Pasen is voor mij het feest van betrapt worden. Of het nou de eitjes zijn die je over het hoofd zag en nu onder je hiel plakken of het besef dat je deze twee extra dagen niet hebt gebruikt voor de studie, maar voor soggen to the max, het is min of meer allemaal betrapt worden. Heel vaak sta ik er niet bij stil, maar zo af en toe ontkom ik er niet aan, dan betrap ik mezelf. Eens in de week rangschik ik de dingen die ik deed, de dingen die ik niet deed en de dingen die ik had willen doen. En het laatste rijtje is altijd het langst.

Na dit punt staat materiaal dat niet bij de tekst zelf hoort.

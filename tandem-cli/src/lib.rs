//! Operator commands against the Tandem account store and functions.

use anyhow::{Context, Result};
use clap::{Parser, Subcommand};
use serde::Serialize;
use std::path::PathBuf;
use tandem_cloud::{
    AccountDocument, AccountStore, AccountUpdate, CloudConfig, FunctionsClient,
    HttpAccountStore, PartnerSyncFunction, PartnerSyncRequest, PartnerSyncResponse,
    ValidatePurchaseRequest, ValidationFunction,
};
use tandem_types::{AccountId, PartnerId, PlanType, ProductId, PurchaseToken};
use tracing::{debug, info};

#[derive(Parser, Debug)]
#[command(name = "tandem")]
#[command(about = "Inspect and repair Tandem premium entitlements")]
pub struct Args {
    /// JSON file with endpoint settings; flags override it
    #[arg(short, long)]
    pub config: Option<PathBuf>,

    /// Base URL of the account store API
    #[arg(long)]
    pub store_url: Option<String>,

    /// Base URL of the callable functions
    #[arg(long)]
    pub functions_url: Option<String>,

    /// Bearer token sent with every request
    #[arg(long)]
    pub id_token: Option<String>,

    /// Request timeout in milliseconds
    #[arg(long)]
    pub timeout_ms: Option<u64>,

    /// Enable verbose debug logging
    #[arg(short, long)]
    pub verbose: bool,

    #[command(subcommand)]
    pub command: Command,
}

#[derive(Subcommand, Debug, PartialEq, Eq)]
pub enum Command {
    /// Print an account document
    Account {
        /// Account id
        id: String,
    },
    /// Call the purchase validation function
    Validate {
        #[arg(long)]
        token: String,
        #[arg(long)]
        product: String,
    },
    /// Call the partner-sync function
    PartnerSync {
        #[arg(long)]
        partner: String,
    },
    /// Merge-write `isSubscribed=true` for an account
    Grant {
        /// Account id
        id: String,
        /// monthly or annual
        #[arg(long)]
        plan: Option<String>,
    },
}

impl Args {
    /// Endpoint settings from the config file (if any) and flags.
    pub fn cloud_config(&self) -> Result<CloudConfig> {
        let mut config = match &self.config {
            Some(path) => {
                let raw = std::fs::read_to_string(path)
                    .with_context(|| format!("reading {}", path.display()))?;
                serde_json::from_str(&raw)
                    .with_context(|| format!("parsing {}", path.display()))?
            }
            None => CloudConfig::default(),
        };
        if let Some(url) = &self.store_url {
            config.store_base_url = url.clone();
        }
        if let Some(url) = &self.functions_url {
            config.functions_base_url = url.clone();
        }
        if let Some(token) = &self.id_token {
            config.id_token = Some(token.clone());
        }
        if let Some(timeout) = self.timeout_ms {
            config.timeout_ms = timeout;
        }
        config.validate().context("invalid endpoint configuration")?;
        Ok(config)
    }
}

/// Output of `account`.
#[derive(Debug, Serialize, PartialEq, Eq)]
#[serde(rename_all = "camelCase")]
pub struct AccountReport {
    pub account_id: AccountId,
    pub exists: bool,
    #[serde(skip_serializing_if = "Option::is_none")]
    pub document: Option<AccountDocument>,
}

/// Output of `validate`.
#[derive(Debug, Serialize, PartialEq, Eq)]
#[serde(rename_all = "camelCase")]
pub struct ValidateReport {
    pub purchase_token: PurchaseToken,
    pub product_id: ProductId,
    pub is_valid: bool,
}

/// Output of `grant`.
#[derive(Debug, Serialize, PartialEq, Eq)]
#[serde(rename_all = "camelCase")]
pub struct GrantReport {
    pub account_id: AccountId,
    pub update: AccountUpdate,
}

pub async fn account(store: &dyn AccountStore, id: &str) -> Result<AccountReport> {
    let account_id = AccountId::parse(id)?;
    let document = store
        .get_account(&account_id)
        .await
        .with_context(|| format!("reading account {account_id}"))?;
    Ok(AccountReport {
        account_id,
        exists: document.is_some(),
        document,
    })
}

pub async fn validate(
    function: &dyn ValidationFunction,
    token: &str,
    product: &str,
) -> Result<ValidateReport> {
    let request = ValidatePurchaseRequest {
        purchase_token: PurchaseToken::parse(token)?,
        product_id: ProductId::parse(product)?,
    };
    let response = function
        .validate_purchase(&request)
        .await
        .context("calling validation function")?;
    Ok(ValidateReport {
        purchase_token: request.purchase_token,
        product_id: request.product_id,
        is_valid: response.is_valid,
    })
}

pub async fn partner_sync(
    function: &dyn PartnerSyncFunction,
    partner: &str,
) -> Result<PartnerSyncResponse> {
    let request = PartnerSyncRequest {
        partner_id: PartnerId::parse(partner)?,
    };
    function
        .sync_partner(&request)
        .await
        .context("calling partner-sync function")
}

/// Writes only the subscription fields, leaving the rest of the document
/// untouched.
pub async fn grant(store: &dyn AccountStore, id: &str, plan: Option<&str>) -> Result<GrantReport> {
    let account_id = AccountId::parse(id)?;
    let plan = plan.map(str::parse::<PlanType>).transpose()?;
    let update = AccountUpdate::subscribed(plan);
    store
        .merge_fields(&account_id, &update)
        .await
        .with_context(|| format!("granting premium to {account_id}"))?;
    info!(account = %account_id, ?plan, "Premium granted");
    Ok(GrantReport { account_id, update })
}

/// Runs a command and renders its report as pretty JSON.
pub async fn run(args: &Args) -> Result<String> {
    let config = args.cloud_config()?;
    debug!(store = %config.store_base_url, functions = %config.functions_base_url, "Endpoints");

    let json = match &args.command {
        Command::Account { id } => {
            let store = HttpAccountStore::new(config)?;
            serde_json::to_string_pretty(&account(&store, id).await?)?
        }
        Command::Validate { token, product } => {
            let functions = FunctionsClient::new(config)?;
            serde_json::to_string_pretty(&validate(&functions, token, product).await?)?
        }
        Command::PartnerSync { partner } => {
            let functions = FunctionsClient::new(config)?;
            serde_json::to_string_pretty(&partner_sync(&functions, partner).await?)?
        }
        Command::Grant { id, plan } => {
            let store = HttpAccountStore::new(config)?;
            serde_json::to_string_pretty(&grant(&store, id, plan.as_deref()).await?)?
        }
    };
    Ok(json)
}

Iedere week staar ik beteuterd naar de overblijfselen van m’n plannen, ze lijken op de zilverpapiertjes van de chocolade-eitjes die achterbleven. Lege omhulsels van een eens smakelijke inhoud.

De restanten van onze paasbrunch drukten iets oneerbiedigs uit

Deze week betrapte ik me erop dat je tentamens ook als zo’n verkreukeld omhulsel kunt zien. Wat ik daar opschrijf is een restant van de enorme bult kennis die ik heb opgevreten, maar waarvan maar een schrale hoeveelheid in m’n brein is blijven hangen. Ieder pondje gaat door het mondje telt al niet zo bij mij, maar dat geldt dus kennelijk ook voor kennisvergaring.
Met Pasen deed ik dus uitgebreid niks, ik was thuis, waar m’n moeder, zoals op iedere feestdag, een uitgebreide brunch had bereid. Vet veel eten. Na gedane zaken lag de tafel bezaaid met allemaal chocolade-ei-papiertjes. Die restanten drukten iets oneerbiedigs uit, want terwijl wij nagenietend over onze buikjes wreven, was mamma alweer druk in de weer met het wegwerken van de rommel. Ik deed een poging om de ervaring volgend jaar een beetje wederkeriger te maken. Een beetje halfslachtig: ik bood haar aan om de volgende keer de brunch te betalen.
Haar reactie drong niet goed tot me door. Mijn gedachten waren toch naar de tentamens afgedreven: kan ik de school geen geld geven voor het verliezen van al die kennis die ze me hebben gegeven, kan ik geen boete betalen voor het tussentijds vergeten?